Brief >> How many lines in the entries below contain the string "last"? Reply with the number only.

*** Source information ***

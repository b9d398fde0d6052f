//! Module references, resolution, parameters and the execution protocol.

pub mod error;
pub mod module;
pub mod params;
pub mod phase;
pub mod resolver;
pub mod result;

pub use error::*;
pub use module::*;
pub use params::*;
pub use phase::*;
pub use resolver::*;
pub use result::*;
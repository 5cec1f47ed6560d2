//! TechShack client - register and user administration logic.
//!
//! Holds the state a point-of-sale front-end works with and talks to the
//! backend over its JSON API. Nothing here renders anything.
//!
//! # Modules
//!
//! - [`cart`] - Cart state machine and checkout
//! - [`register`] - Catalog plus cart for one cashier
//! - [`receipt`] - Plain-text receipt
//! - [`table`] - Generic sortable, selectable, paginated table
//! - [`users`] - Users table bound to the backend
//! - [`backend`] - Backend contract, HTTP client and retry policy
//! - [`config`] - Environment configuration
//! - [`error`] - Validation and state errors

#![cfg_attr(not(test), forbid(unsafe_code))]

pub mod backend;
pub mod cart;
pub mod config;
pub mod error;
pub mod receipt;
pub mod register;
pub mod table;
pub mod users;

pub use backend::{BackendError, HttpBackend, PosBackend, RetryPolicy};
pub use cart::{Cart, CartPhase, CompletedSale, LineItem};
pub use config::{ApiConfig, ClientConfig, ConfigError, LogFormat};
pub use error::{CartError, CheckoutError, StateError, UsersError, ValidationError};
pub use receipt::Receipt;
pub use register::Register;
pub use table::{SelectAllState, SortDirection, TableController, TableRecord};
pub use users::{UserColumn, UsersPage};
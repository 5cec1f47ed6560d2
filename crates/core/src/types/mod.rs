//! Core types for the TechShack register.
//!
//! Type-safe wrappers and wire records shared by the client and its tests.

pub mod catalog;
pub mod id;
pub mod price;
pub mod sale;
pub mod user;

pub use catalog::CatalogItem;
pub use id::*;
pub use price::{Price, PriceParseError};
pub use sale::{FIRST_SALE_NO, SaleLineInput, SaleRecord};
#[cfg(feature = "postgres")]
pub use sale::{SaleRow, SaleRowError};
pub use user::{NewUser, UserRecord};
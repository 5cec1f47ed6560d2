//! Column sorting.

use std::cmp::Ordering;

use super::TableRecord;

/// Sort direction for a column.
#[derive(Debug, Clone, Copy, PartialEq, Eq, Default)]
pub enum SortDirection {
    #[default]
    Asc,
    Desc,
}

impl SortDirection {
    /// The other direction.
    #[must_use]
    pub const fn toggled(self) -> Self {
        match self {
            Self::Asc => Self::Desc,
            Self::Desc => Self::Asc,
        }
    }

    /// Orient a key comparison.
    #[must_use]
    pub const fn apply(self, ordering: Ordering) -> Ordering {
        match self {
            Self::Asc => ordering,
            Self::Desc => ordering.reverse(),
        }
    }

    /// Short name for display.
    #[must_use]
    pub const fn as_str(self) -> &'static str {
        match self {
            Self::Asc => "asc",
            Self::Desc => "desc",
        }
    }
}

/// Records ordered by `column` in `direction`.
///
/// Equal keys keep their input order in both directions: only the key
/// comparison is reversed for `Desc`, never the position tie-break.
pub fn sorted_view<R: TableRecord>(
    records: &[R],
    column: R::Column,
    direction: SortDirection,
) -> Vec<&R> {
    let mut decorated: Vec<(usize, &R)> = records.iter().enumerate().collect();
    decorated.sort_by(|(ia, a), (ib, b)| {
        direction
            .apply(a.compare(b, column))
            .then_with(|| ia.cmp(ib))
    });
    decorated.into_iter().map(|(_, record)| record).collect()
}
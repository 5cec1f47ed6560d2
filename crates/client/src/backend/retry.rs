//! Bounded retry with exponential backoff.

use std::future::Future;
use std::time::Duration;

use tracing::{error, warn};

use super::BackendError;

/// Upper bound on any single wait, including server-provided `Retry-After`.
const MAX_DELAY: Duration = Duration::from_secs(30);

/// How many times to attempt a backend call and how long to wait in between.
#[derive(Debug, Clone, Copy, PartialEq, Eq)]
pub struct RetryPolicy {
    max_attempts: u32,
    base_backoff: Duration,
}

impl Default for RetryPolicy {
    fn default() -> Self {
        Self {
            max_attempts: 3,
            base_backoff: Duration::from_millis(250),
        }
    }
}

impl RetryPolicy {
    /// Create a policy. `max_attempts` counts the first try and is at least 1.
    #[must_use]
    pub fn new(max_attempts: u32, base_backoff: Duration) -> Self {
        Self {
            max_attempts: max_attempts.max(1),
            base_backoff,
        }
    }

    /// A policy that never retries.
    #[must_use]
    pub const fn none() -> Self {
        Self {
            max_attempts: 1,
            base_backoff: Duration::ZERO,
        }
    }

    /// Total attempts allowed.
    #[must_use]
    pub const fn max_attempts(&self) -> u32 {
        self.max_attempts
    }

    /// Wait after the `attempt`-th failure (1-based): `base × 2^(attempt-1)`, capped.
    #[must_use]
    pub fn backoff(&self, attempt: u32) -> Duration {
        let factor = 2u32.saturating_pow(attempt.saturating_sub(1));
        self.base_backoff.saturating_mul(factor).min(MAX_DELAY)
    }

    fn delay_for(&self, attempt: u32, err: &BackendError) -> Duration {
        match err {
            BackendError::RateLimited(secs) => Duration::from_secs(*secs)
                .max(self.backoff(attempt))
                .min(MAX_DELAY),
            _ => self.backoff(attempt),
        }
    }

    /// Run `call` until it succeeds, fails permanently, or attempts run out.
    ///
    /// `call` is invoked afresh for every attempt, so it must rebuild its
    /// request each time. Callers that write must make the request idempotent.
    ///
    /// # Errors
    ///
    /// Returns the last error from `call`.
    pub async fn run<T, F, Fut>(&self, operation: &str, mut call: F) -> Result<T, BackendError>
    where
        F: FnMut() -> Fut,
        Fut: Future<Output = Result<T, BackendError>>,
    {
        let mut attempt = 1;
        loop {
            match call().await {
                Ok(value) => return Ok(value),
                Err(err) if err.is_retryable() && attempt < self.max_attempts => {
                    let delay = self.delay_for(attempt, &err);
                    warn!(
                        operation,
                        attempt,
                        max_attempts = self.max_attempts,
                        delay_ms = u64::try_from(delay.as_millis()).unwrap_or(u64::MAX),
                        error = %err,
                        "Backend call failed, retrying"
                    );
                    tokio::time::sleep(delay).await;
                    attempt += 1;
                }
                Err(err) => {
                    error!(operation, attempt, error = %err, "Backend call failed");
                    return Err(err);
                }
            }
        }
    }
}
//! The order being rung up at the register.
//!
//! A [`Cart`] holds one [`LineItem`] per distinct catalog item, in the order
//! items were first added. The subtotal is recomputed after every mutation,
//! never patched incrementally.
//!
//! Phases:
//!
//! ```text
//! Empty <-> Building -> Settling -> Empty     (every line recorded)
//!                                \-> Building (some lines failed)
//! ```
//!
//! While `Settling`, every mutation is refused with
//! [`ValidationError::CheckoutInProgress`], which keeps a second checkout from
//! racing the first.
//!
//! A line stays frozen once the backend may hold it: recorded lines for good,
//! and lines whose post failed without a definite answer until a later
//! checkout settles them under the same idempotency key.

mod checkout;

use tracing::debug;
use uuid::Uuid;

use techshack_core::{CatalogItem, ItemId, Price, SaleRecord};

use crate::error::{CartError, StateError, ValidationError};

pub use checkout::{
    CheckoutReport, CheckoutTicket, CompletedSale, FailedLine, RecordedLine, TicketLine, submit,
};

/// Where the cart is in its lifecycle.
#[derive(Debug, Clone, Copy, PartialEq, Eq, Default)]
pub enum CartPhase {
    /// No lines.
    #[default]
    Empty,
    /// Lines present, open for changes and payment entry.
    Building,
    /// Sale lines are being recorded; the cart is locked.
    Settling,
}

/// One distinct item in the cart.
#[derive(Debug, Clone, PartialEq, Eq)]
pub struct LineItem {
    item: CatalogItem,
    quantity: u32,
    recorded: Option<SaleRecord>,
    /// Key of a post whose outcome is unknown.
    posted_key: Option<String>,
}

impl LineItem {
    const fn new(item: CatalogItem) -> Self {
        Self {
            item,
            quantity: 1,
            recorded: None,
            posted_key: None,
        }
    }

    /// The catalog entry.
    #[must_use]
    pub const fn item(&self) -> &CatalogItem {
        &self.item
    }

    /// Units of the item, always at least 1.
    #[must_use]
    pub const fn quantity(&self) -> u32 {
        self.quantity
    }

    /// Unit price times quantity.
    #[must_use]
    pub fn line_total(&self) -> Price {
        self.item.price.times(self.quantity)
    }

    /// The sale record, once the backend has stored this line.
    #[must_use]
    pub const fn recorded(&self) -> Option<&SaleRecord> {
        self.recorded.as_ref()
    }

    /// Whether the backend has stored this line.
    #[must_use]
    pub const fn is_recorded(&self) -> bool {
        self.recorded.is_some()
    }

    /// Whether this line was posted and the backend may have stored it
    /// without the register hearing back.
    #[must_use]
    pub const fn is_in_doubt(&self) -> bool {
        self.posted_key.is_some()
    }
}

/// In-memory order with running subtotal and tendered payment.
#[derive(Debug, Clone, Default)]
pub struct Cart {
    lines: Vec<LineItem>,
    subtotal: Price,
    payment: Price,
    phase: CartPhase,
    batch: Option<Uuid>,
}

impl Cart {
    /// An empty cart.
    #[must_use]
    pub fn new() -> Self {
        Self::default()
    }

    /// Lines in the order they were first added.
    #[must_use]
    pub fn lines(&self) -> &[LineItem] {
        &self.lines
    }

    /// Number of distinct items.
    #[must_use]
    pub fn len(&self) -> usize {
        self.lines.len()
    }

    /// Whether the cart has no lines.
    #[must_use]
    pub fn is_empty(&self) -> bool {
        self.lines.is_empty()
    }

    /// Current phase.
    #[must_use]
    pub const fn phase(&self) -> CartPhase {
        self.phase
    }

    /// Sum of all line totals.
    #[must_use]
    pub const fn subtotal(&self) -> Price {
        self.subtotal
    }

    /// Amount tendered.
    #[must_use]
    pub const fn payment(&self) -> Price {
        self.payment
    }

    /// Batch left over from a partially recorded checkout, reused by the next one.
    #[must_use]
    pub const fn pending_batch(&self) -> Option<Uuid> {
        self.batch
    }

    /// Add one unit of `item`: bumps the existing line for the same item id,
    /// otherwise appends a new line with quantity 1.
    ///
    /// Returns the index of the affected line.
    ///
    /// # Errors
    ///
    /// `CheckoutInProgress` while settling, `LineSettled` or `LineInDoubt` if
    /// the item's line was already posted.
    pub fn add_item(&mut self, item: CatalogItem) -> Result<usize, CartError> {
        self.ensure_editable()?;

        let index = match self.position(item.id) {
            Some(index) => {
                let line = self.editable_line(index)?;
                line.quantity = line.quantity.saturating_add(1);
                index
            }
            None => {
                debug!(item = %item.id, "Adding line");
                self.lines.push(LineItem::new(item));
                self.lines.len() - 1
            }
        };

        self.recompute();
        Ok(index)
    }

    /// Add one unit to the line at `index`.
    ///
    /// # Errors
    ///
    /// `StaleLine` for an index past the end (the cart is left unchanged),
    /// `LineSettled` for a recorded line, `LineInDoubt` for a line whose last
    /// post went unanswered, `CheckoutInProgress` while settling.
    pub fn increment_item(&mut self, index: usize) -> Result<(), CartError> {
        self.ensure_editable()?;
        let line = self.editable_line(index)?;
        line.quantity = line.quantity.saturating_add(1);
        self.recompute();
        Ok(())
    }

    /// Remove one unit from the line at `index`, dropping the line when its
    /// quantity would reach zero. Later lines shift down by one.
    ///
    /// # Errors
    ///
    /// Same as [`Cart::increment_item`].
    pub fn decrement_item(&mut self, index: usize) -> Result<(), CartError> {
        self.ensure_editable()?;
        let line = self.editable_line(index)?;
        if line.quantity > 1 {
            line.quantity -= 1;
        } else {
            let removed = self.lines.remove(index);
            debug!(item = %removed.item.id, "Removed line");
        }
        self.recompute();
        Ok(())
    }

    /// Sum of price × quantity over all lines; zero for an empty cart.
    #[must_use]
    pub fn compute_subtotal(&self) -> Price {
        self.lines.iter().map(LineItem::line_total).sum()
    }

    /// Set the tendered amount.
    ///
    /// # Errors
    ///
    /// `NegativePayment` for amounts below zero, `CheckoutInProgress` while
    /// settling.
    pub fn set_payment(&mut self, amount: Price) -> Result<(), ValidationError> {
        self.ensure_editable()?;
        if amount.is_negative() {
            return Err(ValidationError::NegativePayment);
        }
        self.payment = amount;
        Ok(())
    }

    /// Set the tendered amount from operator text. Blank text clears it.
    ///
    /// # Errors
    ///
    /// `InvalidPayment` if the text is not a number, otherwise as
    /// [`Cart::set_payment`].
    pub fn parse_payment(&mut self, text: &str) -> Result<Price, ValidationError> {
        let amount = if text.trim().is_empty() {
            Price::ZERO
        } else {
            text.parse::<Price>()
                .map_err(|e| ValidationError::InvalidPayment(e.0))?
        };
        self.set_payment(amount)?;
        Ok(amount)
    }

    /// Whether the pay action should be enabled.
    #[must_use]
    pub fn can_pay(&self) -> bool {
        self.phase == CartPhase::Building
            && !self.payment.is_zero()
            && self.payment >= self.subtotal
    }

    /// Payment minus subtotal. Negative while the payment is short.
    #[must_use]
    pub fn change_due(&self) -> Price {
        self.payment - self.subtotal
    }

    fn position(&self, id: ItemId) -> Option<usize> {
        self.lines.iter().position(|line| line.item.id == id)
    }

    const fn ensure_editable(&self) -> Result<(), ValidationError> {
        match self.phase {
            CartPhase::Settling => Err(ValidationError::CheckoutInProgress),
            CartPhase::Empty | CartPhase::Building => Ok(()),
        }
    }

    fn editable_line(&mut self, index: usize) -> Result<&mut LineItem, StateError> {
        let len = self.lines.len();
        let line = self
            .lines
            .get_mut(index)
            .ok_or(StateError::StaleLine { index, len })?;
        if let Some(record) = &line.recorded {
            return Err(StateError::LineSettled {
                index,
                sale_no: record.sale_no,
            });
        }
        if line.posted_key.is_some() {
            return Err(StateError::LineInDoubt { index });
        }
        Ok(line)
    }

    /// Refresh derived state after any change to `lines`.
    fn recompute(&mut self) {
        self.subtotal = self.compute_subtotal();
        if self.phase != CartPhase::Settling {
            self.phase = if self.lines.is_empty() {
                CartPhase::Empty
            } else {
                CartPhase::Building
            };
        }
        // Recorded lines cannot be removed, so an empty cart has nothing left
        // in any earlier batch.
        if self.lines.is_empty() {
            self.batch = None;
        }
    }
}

*** End of Source information ***

Response for this exercise >> 2